While importing existing LDAP users and groups, LDAP does not collect or transfer any secure information from the directory to vCloud Application Director.

The existing LDAP users or groups that are imported to vCloud Application Director and assigned roles can log in to the vCloud Application Director Web interface using their LDAP credentials.

Verify that your user account has the ROLE_SYSTEM_ADMIN system administrator role assigned to it.

See Create and Activate an LDAP Configuration.

Using CLI to Manage LDAP Configurations

CLI Command

Description

create-ldap-config

Creates an LDAP configuration and saves the configuration in the vCloud Application Director database.

activate-ldap-config --configname LDAPConfigName

Activates an LDAP configuration in the vCloud Application Director server to authenticate against an LDAP configuration.

Note

The LDAP configuration name should not include any periods.

update-ldap-config --configname LDAPConfigName

Updates an existing LDAP configuration in the system.

Note

The LDAP configuration name should not include any periods.

import-ldap-group --name LDAPGroup --configname LDAPConfigName 
--group GroupName --roles ROLE_CLOUD_ADMIN

Imports an existing LDAP group, configures the group to become a member of a vCloud Application Director group, and assigns the vCloud Application Director cloud administrator role to the LDAP group.

Note

The LDAP configuration name should not include any periods because an error might occur when you import a LDAP group.

For example, to import an LDAP group called Admin Group to the vCloud Application Director group called Default and assign this group the ROLE_CLOUD_ADMIN role, use the command import-ldap-group --name "Admin Group" --group Default --configname LDAPConfigTest --roles ROLE_CLOUD_ADMIN.

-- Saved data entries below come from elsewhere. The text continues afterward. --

//! In-memory backend for tests and dry runs.
//!
//! Applies structural operations to [`TableSnapshot`] values and records a
//! log of every DDL call. Failure injection hooks simulate per-operation
//! DDL errors and unreachable connections, which is how the engine's
//! degraded modes are exercised without a database.

use crate::backend::SchemaBackend;
use crate::error::Error;
use crate::Result;
use autoschema_model::{
    ColumnType, FieldConstraints, FieldSpec, IndexSpec, LiveColumn, LiveIndex, TableSnapshot,
    TableSpec,
};
use indexmap::IndexMap;
use std::collections::BTreeSet;
use std::sync::Mutex;

#[derive(Default)]
struct State {
    tables: IndexMap<String, TableSnapshot>,
    log: Vec<String>,
    // (operation kind, table) pairs that fail on every call.
    fail_rules: Vec<(String, String)>,
    offline: bool,
}

/// A fake database holding snapshots directly.
#[derive(Default)]
pub struct MemoryBackend {
    state: Mutex<State>,
}

impl MemoryBackend {
    pub fn new() -> Self {
        Self::default()
    }

    /// Every subsequent call to `kind` against `table` fails with a DDL
    /// error.
    pub fn fail_when(&self, kind: &str, table: &str) {
        let mut state = self.state.lock().expect("backend state poisoned");
        state.fail_rules.push((kind.to_string(), table.to_string()));
    }

    /// Simulate total connection loss.
    pub fn set_offline(&self, offline: bool) {
        self.state.lock().expect("backend state poisoned").offline = offline;
    }

    /// The DDL calls issued so far, in order.
    pub fn ddl_log(&self) -> Vec<String> {
        self.state.lock().expect("backend state poisoned").log.clone()
    }

    /// Directly seed a live table, bypassing the log (test setup).
    pub fn seed_table(&self, name: &str, snapshot: TableSnapshot) {
        let mut state = self.state.lock().expect("backend state poisoned");
        state.tables.insert(name.to_string(), snapshot);
    }

    pub fn has_table(&self, name: &str) -> bool {
        self.state
            .lock()
            .expect("backend state poisoned")
            .tables
            .contains_key(name)
    }

    fn live_column(field: &FieldSpec) -> LiveColumn {
        LiveColumn {
            sql_type: Some(field.sql_type()),
            ty: Some(field.ty.clone()),
            limit: field.constraints.effective_limit(),
            precision: field.constraints.precision,
            scale: field.constraints.scale,
            null: field.constraints.effective_null(),
            default: field.constraints.default.clone(),
        }
    }

    fn run(
        &self,
        kind: &str,
        table: &str,
        entry: String,
        f: impl FnOnce(&mut State) -> Result<()>,
    ) -> Result<()> {
        let mut state = self.state.lock().expect("backend state poisoned");
        if state.offline {
            return Err(Error::ConnectionUnavailable("backend offline".to_string()));
        }
        if state
            .fail_rules
            .iter()
            .any(|(k, t)| k == kind && t == table)
        {
            return Err(Error::Ddl {
                table: table.to_string(),
                operation: kind.to_string(),
                message: "injected failure".to_string(),
            });
        }
        f(&mut state)?;
        state.log.push(entry);
        Ok(())
    }
}

impl SchemaBackend for MemoryBackend {
    async fn list_tables(&self) -> Result<BTreeSet<String>> {
        let state = self.state.lock().expect("backend state poisoned");
        if state.offline {
            return Err(Error::ConnectionUnavailable("backend offline".to_string()));
        }
        Ok(state.tables.keys().cloned().collect())
    }

    async fn table_snapshot(&self, table: &str) -> Result<Option<TableSnapshot>> {
        let state = self.state.lock().expect("backend state poisoned");
        if state.offline {
            return Err(Error::ConnectionUnavailable("backend offline".to_string()));
        }
        if state
            .fail_rules
            .iter()
            .any(|(k, t)| k == "table_snapshot" && t == table)
        {
            return Err(Error::ConnectionUnavailable(format!(
                "probe of {table} failed"
            )));
        }
        Ok(state.tables.get(table).cloned())
    }

    async fn create_table(&self, spec: &TableSpec) -> Result<()> {
        let name = spec.table_name.clone();
        let mut snapshot = TableSnapshot::default();
        for field in spec.fields.values() {
            snapshot
                .columns
                .insert(field.name.clone(), Self::live_column(field));
        }
        self.run(
            "create_table",
            &name,
            format!("create_table {}", name),
            |state| {
                // Postgres fails creation of an existing relation; so do we.
                if state.tables.contains_key(&name) {
                    return Err(Error::Ddl {
                        table: name.clone(),
                        operation: "create_table".to_string(),
                        message: format!("relation {:?} already exists", name),
                    });
                }
                state.tables.insert(name.clone(), snapshot);
                Ok(())
            },
        )
    }

    async fn drop_table(&self, table: &str) -> Result<()> {
        self.run("drop_table", table, format!("drop_table {}", table), |state| {
            state.tables.shift_remove(table);
            Ok(())
        })
    }

    async fn add_column(&self, table: &str, field: &FieldSpec) -> Result<()> {
        let column = Self::live_column(field);
        let name = field.name.clone();
        self.run(
            "add_column",
            table,
            format!("add_column {}.{}", table, name),
            |state| {
                if let Some(snapshot) = state.tables.get_mut(table) {
                    snapshot.columns.insert(name.clone(), column);
                }
                Ok(())
            },
        )
    }

    async fn remove_column(&self, table: &str, column: &str) -> Result<()> {
        self.run(
            "remove_column",
            table,
            format!("remove_column {}.{}", table, column),
            |state| {
                if let Some(snapshot) = state.tables.get_mut(table) {
                    snapshot.columns.shift_remove(column);
                }
                Ok(())
            },
        )
    }

    async fn change_column(
        &self,
        table: &str,
        column: &str,
        ty: &ColumnType,
        constraints: &FieldConstraints,
    ) -> Result<()> {
        let rebuilt = Self::live_column(&FieldSpec::with_constraints(
            column,
            ty.clone(),
            constraints.clone(),
        ));
        let column = column.to_string();
        self.run(
            "change_column",
            table,
            format!("change_column {}.{}", table, column),
            |state| {
                if let Some(snapshot) = state.tables.get_mut(table) {
                    snapshot.columns.insert(column.clone(), rebuilt);
                }
                Ok(())
            },
        )
    }

    async fn add_index(&self, table: &str, index: &IndexSpec) -> Result<()> {
        let live = LiveIndex {
            columns: index.columns.clone(),
            unique: index.unique,
        };
        let name = index.name.clone();
        self.run(
            "add_index",
            table,
            format!("add_index {} on {}", name, table),
            |state| {
                if let Some(snapshot) = state.tables.get_mut(table) {
                    snapshot.indexes.insert(name.clone(), live);
                }
                Ok(())
            },
        )
    }

    async fn remove_index(&self, table: &str, name: &str) -> Result<()> {
        self.run(
            "remove_index",
            table,
            format!("remove_index {} on {}", name, table),
            |state| {
                if let Some(snapshot) = state.tables.get_mut(table) {
                    snapshot.indexes.shift_remove(name);
                }
                Ok(())
            },
        )
    }
}
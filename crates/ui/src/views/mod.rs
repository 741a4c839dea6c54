mod map;
mod quiz;
mod scripts;
mod state;

pub use map::MapView;
pub use quiz::QuizModal;
pub use state::ViewError;
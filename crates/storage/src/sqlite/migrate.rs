use sqlx::SqlitePool;

use super::SqliteInitError;

/// Runs the migration for the current schema.
///
/// The schema is deliberately tiny: one versioning table plus one
/// single-row table holding the serialized progress snapshot.
pub async fn run_migrations(pool: &SqlitePool) -> Result<(), SqliteInitError> {
    async fn is_applied(pool: &SqlitePool, version: i64) -> Result<bool, sqlx::Error> {
        let row = sqlx::query("SELECT 1 FROM schema_migrations WHERE version = ?1")
            .bind(version)
            .fetch_optional(pool)
            .await?;
        Ok(row.is_some())
    }

    sqlx::query(
        r"
            CREATE TABLE IF NOT EXISTS schema_migrations (
                version INTEGER PRIMARY KEY,
                applied_at TEXT NOT NULL
            );
            ",
    )
    .execute(pool)
    .await?;

    // Version 1: the snapshot table.
    if !is_applied(pool, 1).await? {
        let mut tx = pool.begin().await?;

        sqlx::query(
            r"
                CREATE TABLE IF NOT EXISTS progress (
                    id INTEGER PRIMARY KEY CHECK (id = 1),
                    snapshot TEXT NOT NULL
                );
            ",
        )
        .execute(&mut *tx)
        .await?;

        sqlx::query(
            "INSERT INTO schema_migrations (version, applied_at) VALUES (1, datetime('now'))",
        )
        .execute(&mut *tx)
        .await?;

        tx.commit().await?;
    }

    Ok(())
}
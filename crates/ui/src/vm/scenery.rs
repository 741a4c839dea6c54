use quest_core::MapLayout;

/// Kinds of decorative props along the path. The first half of the map
/// reads as daytime (trees, bushes), the rest as nighttime (clouds,
/// stars), matching the biome split of the original game.
#[derive(Clone, Copy, Debug, PartialEq, Eq)]
pub enum SceneryKind {
    Tree,
    Bush,
    Cloud,
    Star,
}

impl SceneryKind {
    #[must_use]
    pub fn css_class(self) -> &'static str {
        match self {
            SceneryKind::Tree => "scenery tree",
            SceneryKind::Bush => "scenery bush",
            SceneryKind::Cloud => "scenery cloud",
            SceneryKind::Star => "scenery star",
        }
    }
}

/// One decorative prop with a precomputed position and size seed.
#[derive(Clone, Copy, Debug, PartialEq)]
pub struct SceneryItem {
    pub kind: SceneryKind,
    pub x_percent: f32,
    pub y_offset: u32,
    /// Small integer varying the prop's rendered size.
    pub seed: u32,
}

/// Scatter props along the path for `total_nodes` rows.
///
/// Placement jitters per row from a cheap hash of the row index so the
/// map looks organic but renders identically across frames; the props
/// carry no game state and the core never reads them back.
#[must_use]
pub fn scenery_items(total_nodes: usize, layout: &MapLayout) -> Vec<SceneryItem> {
    let mut items = Vec::new();
    let day_rows = total_nodes / 2;

    for row in 0..total_nodes {
        let y = layout.position(row).y_offset;
        if row < day_rows {
            for slot in 0..2_u32 {
                items.push(SceneryItem {
                    kind: SceneryKind::Tree,
                    x_percent: jitter(row as u32 * 7 + slot * 31),
                    y_offset: y + (hash(row as u32 + slot) % 20),
                    seed: row as u32 + slot,
                });
            }
            items.push(SceneryItem {
                kind: SceneryKind::Bush,
                x_percent: jitter(row as u32 * 13 + 5),
                y_offset: y + (hash(row as u32 * 3) % 20),
                seed: row as u32,
            });
        } else {
            for slot in 0..3_u32 {
                items.push(SceneryItem {
                    kind: SceneryKind::Cloud,
                    x_percent: jitter(row as u32 * 11 + slot * 17),
                    y_offset: y.saturating_sub(50) + (hash(row as u32 + slot * 2) % 100),
                    seed: row as u32 + slot,
                });
                items.push(SceneryItem {
                    kind: SceneryKind::Star,
                    x_percent: jitter(row as u32 * 19 + slot * 23),
                    y_offset: y.saturating_sub(80) + (hash(row as u32 * 5 + slot) % 120),
                    seed: row as u32 + slot,
                });
            }
        }
    }

    items
}

/// Map a seed into the 10..90 percent band the props live in.
fn jitter(seed: u32) -> f32 {
    10.0 + (hash(seed) % 80) as f32
}

fn hash(seed: u32) -> u32 {
    // Knuth multiplicative hash, plenty for decoration.
    seed.wrapping_mul(2_654_435_761) >> 16
}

import-ldap-user  --name LDAPUser --configname LDAPConfigName 
--group GroupName --roles ROLE_CLOUD_ADMIN

Imports an existing LDAP user, configures the user to become a member of a vCloud Application Director group, and assigns the vCloud Application Director cloud administrator role to the LDAP user.

In this command, the GroupName is the name of the vCloud Application Director group that the LDAP user will be associated with.

Note

You must have an active LDAP configuration before you can import LDAP users.

update-ldap-user --name UserName --group
GroupName --roles ROLE_APP_ARCHITECT

Updates an existing user that was imported from the LDAP directory and assigns the user the vCloud Application Director application architect role.

update-ldap-group --name LDAPGroupName --group
GroupName --roles ROLE_CATALOG_ADMIN,ROLE_CLOUD_ADMIN

Updates an existing group that was imported from the LDAP directory.

In this example, the group has the ROLE_CATALOG_ADMIN and ROLE_CLOUD_ADMIN roles assigned.

list-ldap-configs

Lists existing LDAP configurations in the system.

list-ldap-principals

Lists all of the users and groups imported from the LDAP directory.

print-active-ldap-config

Lists the details of the active LDAP configurations.

print-named-ldap-config --configname
LDAPConfigName

Displays the details of the named LDAP configuration.

Note

The LDAP configuration name should not include any periods.

delete-ldap-user --name UserName --configname LDAPConfigName

Removes a user from the local database.

Note

The LDAP configuration name should not include any periods.

delete-ldap-group --name GroupName --configname LDAPConfigName

Removes a group from the local database.

Note

The LDAP configuration name should not include any periods.

disable-ldap

Deactivates the current LDAP configuration and removes the LDAP authentication from the authentication chain in the system, so that only the local authentication is available.

The deactivated LDAP configurations are available on the system and can be reactivated.